The filthy, naughty little body
learning to soothe, you only have yourself
My soul is just an instrument
There for anyone but this self

But I developed an imagination
Had hopes, desires and dreams
My achievements were no thanks to you
And nothing was as it seemed

 

 

Tara writes:
My feelings were never validated, and mould grows when it is left.

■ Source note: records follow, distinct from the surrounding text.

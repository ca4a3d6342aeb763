//! Pointer drag state machine and hit testing.
//!
//! One target at a time: `Idle -> Armed(target) -> Idle`. A pointer-down hit
//! tests the demo's draggable entities in declared order and arms the first
//! match; a second pointer-down while armed is ignored. Moves report where
//! the armed entity's origin should go, preserving the grab offset captured
//! at pointer-down. Mouse and touch look identical by the time points reach
//! this module.

use crate::geometry::point_in_polygon;
use glam::Vec2;

#[derive(Clone, Copy, Debug, PartialEq, Eq)]
pub enum Axis {
    X,
    Y,
}

/// Containment test for one draggable entity, in simulation space.
#[derive(Clone, Debug, PartialEq)]
pub enum HitShape {
    Circle { center: Vec2, radius: f32 },
    Polygon { points: Vec<Vec2> },
    /// Contains any point whose coordinate along `axis` lies in [min, max].
    Band { axis: Axis, min: f32, max: f32 },
}

impl HitShape {
    pub fn contains(&self, point: Vec2) -> bool {
        match self {
            HitShape::Circle { center, radius } => point.distance(*center) <= *radius,
            HitShape::Polygon { points } => point_in_polygon(point, points),
            HitShape::Band { axis, min, max } => {
                let coord = match axis {
                    Axis::X => point.x,
                    Axis::Y => point.y,
                };
                (*min..=*max).contains(&coord)
            }
        }
    }

    /// Offset from `point` to the entity origin, captured at grab time.
    /// Bands only track their own axis; the cross coordinate passes through.
    fn grab_offset(&self, point: Vec2) -> Vec2 {
        match self {
            HitShape::Circle { center, .. } => *center - point,
            HitShape::Polygon { points } => {
                let n = points.len().max(1) as f32;
                let centroid = points.iter().copied().sum::<Vec2>() / n;
                centroid - point
            }
            HitShape::Band { axis, min, max } => {
                let mid = (min + max) * 0.5;
                match axis {
                    Axis::X => Vec2::new(mid - point.x, 0.0),
                    Axis::Y => Vec2::new(0.0, mid - point.y),
                }
            }
        }
    }
}

#[derive(Clone, Debug)]
pub struct Draggable {
    pub id: u32,
    pub shape: HitShape,
}

impl Draggable {
    pub fn new(id: u32, shape: HitShape) -> Self {
        Self { id, shape }
    }
}

/// Lives from pointer-down to pointer-up.
#[derive(Clone, Copy, Debug, PartialEq)]
struct DragSession {
    target: u32,
    grab_offset: Vec2,
}

#[derive(Debug, Default)]
pub struct DragController {
    session: Option<DragSession>,
}

impl DragController {
    pub fn new() -> Self {
        Self::default()
    }

    /// Hit test and arm. Returns the armed target, or None when the point
    /// misses everything or a drag is already in progress.
    pub fn pointer_down(&mut self, point: Vec2, draggables: &[Draggable]) -> Option<u32> {
        if self.session.is_some() {
            return None;
        }
        let hit = draggables.iter().find(|d| d.shape.contains(point))?;
        self.session = Some(DragSession {
            target: hit.id,
            grab_offset: hit.shape.grab_offset(point),
        });
        Some(hit.id)
    }

    /// While armed, the target and the position its origin should move to.
    pub fn pointer_move(&self, point: Vec2) -> Option<(u32, Vec2)> {
        self.session.map(|s| (s.target, point + s.grab_offset))
    }

    /// Release; also handles pointer-cancel.
    pub fn pointer_up(&mut self) {
        self.session = None;
    }

    pub fn armed(&self) -> Option<u32> {
        self.session.map(|s| s.target)
    }
}

#[cfg(test)]
mod tests {
    use super::*;

    #[test]
    fn test_circle_containment() {
        let shape = HitShape::Circle {
            center: Vec2::new(10.0, 10.0),
            radius: 5.0,
        };
        assert!(shape.contains(Vec2::new(13.0, 10.0)));
        assert!(shape.contains(Vec2::new(10.0, 15.0))); // boundary included
        assert!(!shape.contains(Vec2::new(16.0, 10.0)));
    }

    #[test]
    fn test_band_containment_checks_one_axis() {
        let shape = HitShape::Band {
            axis: Axis::Y,
            min: 90.0,
            max: 110.0,
        };
        assert!(shape.contains(Vec2::new(-1000.0, 100.0)));
        assert!(!shape.contains(Vec2::new(0.0, 120.0)));
    }

    #[test]
    fn test_band_grab_offset_passes_cross_axis_through() {
        let shape = HitShape::Band {
            axis: Axis::Y,
            min: 90.0,
            max: 110.0,
        };
        let offset = shape.grab_offset(Vec2::new(42.0, 95.0));
        assert_eq!(offset, Vec2::new(0.0, 5.0));
    }

    #[test]
    fn test_first_declared_entity_wins() {
        let mut drag = DragController::new();
        let overlapping = [
            Draggable::new(7, HitShape::Circle { center: Vec2::ZERO, radius: 10.0 }),
            Draggable::new(8, HitShape::Circle { center: Vec2::ZERO, radius: 20.0 }),
        ];
        assert_eq!(drag.pointer_down(Vec2::new(1.0, 1.0), &overlapping), Some(7));
        assert_eq!(drag.armed(), Some(7));
    }

    #[test]
    fn test_second_pointer_down_is_ignored() {
        let mut drag = DragController::new();
        let entities = [
            Draggable::new(0, HitShape::Circle { center: Vec2::ZERO, radius: 5.0 }),
            Draggable::new(1, HitShape::Circle { center: Vec2::new(100.0, 0.0), radius: 5.0 }),
        ];
        assert_eq!(drag.pointer_down(Vec2::ZERO, &entities), Some(0));
        assert_eq!(drag.pointer_down(Vec2::new(100.0, 0.0), &entities), None);
        assert_eq!(drag.armed(), Some(0));
    }

    #[test]
    fn test_miss_leaves_idle() {
        let mut drag = DragController::new();
        let entities = [Draggable::new(0, HitShape::Circle { center: Vec2::ZERO, radius: 5.0 })];
        assert_eq!(drag.pointer_down(Vec2::new(50.0, 50.0), &entities), None);
        assert_eq!(drag.armed(), None);
        assert_eq!(drag.pointer_move(Vec2::new(51.0, 50.0)), None);
    }

    #[test]
    fn test_grab_offset_preserved_across_moves() {
        let mut drag = DragController::new();
        let entities = [Draggable::new(3, HitShape::Circle { center: Vec2::new(10.0, 10.0), radius: 8.0 })];
        // Grab 4 px left of center.
        drag.pointer_down(Vec2::new(6.0, 10.0), &entities);
        let (target, pos) = drag.pointer_move(Vec2::new(20.0, 20.0)).unwrap();
        assert_eq!(target, 3);
        assert_eq!(pos, Vec2::new(24.0, 20.0));
    }

    #[test]
    fn test_release_returns_to_idle() {
        let mut drag = DragController::new();
        let entities = [Draggable::new(0, HitShape::Circle { center: Vec2::ZERO, radius: 5.0 })];
        drag.pointer_down(Vec2::ZERO, &entities);
        drag.pointer_up();
        assert_eq!(drag.armed(), None);
        assert_eq!(drag.pointer_move(Vec2::ZERO), None);
    }
}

I have written a collection of poems about my feelings and the way that trauma can spread, like mildew, into every aspect of it. It can leak into later adulthood without having help to categorise what really happened. How could anyone know? I also hope these excruciatingly honest thoughts can raise awareness that rape is not about the physical aspect of sex, but about betrayal and what abuse of power can do to a person at their core. Everybody’s experience is different of course, but emotional abuse made me believe that I was bad, profoundly damaged and not worthy of love.

You can believe the damage was there before any potential trauma (particularly if you don’t remember a before) and that’s why you were singled out. This is not true of course. What remains is a sense in the pit of your stomach that somehow you are outside society and that you are not enough.